[SUPPLIED RECORDS Boundary: Start]

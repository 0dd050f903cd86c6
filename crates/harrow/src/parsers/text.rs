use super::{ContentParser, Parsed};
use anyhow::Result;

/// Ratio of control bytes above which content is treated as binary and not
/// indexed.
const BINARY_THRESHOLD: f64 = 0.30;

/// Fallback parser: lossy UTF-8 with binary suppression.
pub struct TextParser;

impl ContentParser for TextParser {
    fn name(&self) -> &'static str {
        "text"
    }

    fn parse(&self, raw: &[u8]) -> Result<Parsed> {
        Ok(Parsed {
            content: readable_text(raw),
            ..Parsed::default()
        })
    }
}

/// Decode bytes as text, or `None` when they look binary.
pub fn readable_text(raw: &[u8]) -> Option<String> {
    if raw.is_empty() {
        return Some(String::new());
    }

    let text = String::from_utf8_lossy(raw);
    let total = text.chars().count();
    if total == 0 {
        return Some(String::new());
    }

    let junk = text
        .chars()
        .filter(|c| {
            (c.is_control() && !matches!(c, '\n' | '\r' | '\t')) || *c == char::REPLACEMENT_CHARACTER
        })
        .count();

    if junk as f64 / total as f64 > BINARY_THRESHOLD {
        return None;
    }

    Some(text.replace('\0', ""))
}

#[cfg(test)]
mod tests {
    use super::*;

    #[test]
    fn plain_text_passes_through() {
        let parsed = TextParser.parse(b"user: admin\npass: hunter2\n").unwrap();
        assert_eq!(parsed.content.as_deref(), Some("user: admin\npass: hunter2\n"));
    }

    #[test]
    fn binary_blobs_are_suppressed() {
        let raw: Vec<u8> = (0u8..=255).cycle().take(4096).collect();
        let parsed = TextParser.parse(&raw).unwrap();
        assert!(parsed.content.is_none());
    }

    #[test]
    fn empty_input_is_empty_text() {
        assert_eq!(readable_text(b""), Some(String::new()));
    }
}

[SUPPLIED RECORDS Boundary: End]
[SUPPLIED RECORDS Boundary: Start]

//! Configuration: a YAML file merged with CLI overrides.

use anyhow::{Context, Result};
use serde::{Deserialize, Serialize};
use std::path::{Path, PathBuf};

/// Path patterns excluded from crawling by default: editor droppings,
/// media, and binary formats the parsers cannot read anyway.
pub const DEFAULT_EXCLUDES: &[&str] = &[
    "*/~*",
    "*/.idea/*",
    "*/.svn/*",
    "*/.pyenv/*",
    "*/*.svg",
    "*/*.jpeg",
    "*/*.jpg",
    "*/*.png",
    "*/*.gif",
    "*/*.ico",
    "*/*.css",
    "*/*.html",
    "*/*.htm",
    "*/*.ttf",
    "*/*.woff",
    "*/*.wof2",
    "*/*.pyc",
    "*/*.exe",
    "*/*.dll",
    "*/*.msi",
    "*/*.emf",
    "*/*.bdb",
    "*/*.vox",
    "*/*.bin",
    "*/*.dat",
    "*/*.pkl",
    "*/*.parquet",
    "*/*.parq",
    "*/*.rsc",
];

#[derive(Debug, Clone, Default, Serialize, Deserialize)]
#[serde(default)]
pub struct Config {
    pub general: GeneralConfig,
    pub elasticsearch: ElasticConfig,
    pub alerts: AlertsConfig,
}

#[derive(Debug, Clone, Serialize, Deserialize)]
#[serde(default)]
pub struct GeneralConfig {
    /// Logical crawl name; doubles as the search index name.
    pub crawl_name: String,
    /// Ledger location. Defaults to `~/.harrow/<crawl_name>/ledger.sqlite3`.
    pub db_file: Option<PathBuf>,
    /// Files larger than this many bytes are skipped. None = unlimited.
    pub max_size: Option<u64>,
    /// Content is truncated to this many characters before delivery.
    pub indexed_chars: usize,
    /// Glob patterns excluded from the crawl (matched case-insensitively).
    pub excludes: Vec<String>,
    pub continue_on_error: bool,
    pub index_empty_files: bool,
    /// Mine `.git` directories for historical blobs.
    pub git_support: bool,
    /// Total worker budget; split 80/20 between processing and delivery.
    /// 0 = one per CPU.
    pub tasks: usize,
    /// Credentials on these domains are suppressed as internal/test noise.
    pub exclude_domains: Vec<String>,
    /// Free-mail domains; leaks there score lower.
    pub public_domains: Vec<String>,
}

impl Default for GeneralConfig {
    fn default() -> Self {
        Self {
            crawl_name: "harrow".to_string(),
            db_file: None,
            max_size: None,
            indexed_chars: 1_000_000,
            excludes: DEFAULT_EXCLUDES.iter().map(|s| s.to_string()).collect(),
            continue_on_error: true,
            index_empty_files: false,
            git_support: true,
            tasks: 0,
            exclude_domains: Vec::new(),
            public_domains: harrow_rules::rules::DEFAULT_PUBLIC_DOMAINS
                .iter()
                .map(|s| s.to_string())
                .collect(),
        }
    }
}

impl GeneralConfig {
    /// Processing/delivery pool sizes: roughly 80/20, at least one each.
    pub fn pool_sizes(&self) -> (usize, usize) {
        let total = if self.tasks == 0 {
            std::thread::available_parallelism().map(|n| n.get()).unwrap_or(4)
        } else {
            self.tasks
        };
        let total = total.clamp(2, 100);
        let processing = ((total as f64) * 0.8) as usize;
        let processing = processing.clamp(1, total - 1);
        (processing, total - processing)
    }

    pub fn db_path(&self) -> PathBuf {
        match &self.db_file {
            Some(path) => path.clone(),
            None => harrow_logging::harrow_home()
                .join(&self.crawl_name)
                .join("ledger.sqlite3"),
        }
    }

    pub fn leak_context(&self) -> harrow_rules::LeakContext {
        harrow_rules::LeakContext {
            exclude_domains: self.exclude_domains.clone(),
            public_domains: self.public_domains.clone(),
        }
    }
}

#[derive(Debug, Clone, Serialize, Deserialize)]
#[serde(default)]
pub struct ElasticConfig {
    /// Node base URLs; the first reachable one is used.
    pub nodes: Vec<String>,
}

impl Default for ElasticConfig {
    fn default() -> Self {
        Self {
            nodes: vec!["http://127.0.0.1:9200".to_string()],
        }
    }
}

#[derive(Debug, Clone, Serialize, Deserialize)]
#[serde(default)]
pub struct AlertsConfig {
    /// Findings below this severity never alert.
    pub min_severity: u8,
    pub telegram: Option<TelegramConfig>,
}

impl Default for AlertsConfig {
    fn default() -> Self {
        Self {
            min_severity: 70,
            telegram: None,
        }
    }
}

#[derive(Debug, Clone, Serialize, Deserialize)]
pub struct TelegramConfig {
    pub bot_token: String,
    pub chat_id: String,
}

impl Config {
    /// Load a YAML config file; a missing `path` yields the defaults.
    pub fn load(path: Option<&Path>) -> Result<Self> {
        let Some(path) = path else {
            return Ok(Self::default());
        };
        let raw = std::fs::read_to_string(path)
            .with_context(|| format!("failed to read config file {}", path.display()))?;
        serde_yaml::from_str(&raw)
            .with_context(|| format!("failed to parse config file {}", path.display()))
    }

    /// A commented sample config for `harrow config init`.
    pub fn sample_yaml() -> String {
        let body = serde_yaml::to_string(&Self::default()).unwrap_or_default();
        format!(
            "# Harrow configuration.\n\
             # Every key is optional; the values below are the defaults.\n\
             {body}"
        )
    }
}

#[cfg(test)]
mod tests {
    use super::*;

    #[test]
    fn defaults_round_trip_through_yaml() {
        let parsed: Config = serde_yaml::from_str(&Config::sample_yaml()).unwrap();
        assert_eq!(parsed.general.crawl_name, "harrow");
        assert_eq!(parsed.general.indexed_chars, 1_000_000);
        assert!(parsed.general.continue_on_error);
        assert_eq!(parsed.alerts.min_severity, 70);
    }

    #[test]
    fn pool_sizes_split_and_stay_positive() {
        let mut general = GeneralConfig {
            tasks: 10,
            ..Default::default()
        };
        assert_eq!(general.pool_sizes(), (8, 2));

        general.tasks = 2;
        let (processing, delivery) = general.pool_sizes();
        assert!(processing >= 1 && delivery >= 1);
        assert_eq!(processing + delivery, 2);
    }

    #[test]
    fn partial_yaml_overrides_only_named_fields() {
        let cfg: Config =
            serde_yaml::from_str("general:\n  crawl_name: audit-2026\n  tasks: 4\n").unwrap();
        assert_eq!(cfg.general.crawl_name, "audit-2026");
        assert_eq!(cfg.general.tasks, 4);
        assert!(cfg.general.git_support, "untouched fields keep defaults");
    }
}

[SUPPLIED RECORDS Boundary: End]

## AIM OF THE TASK
The required answer is each line of the data in which the word "PathBuf" appears.

## EXPECTED OUTPUT
use std::path::{Path, PathBuf};
    pub db_file: Option<PathBuf>,
    pub fn db_path(&self) -> PathBuf {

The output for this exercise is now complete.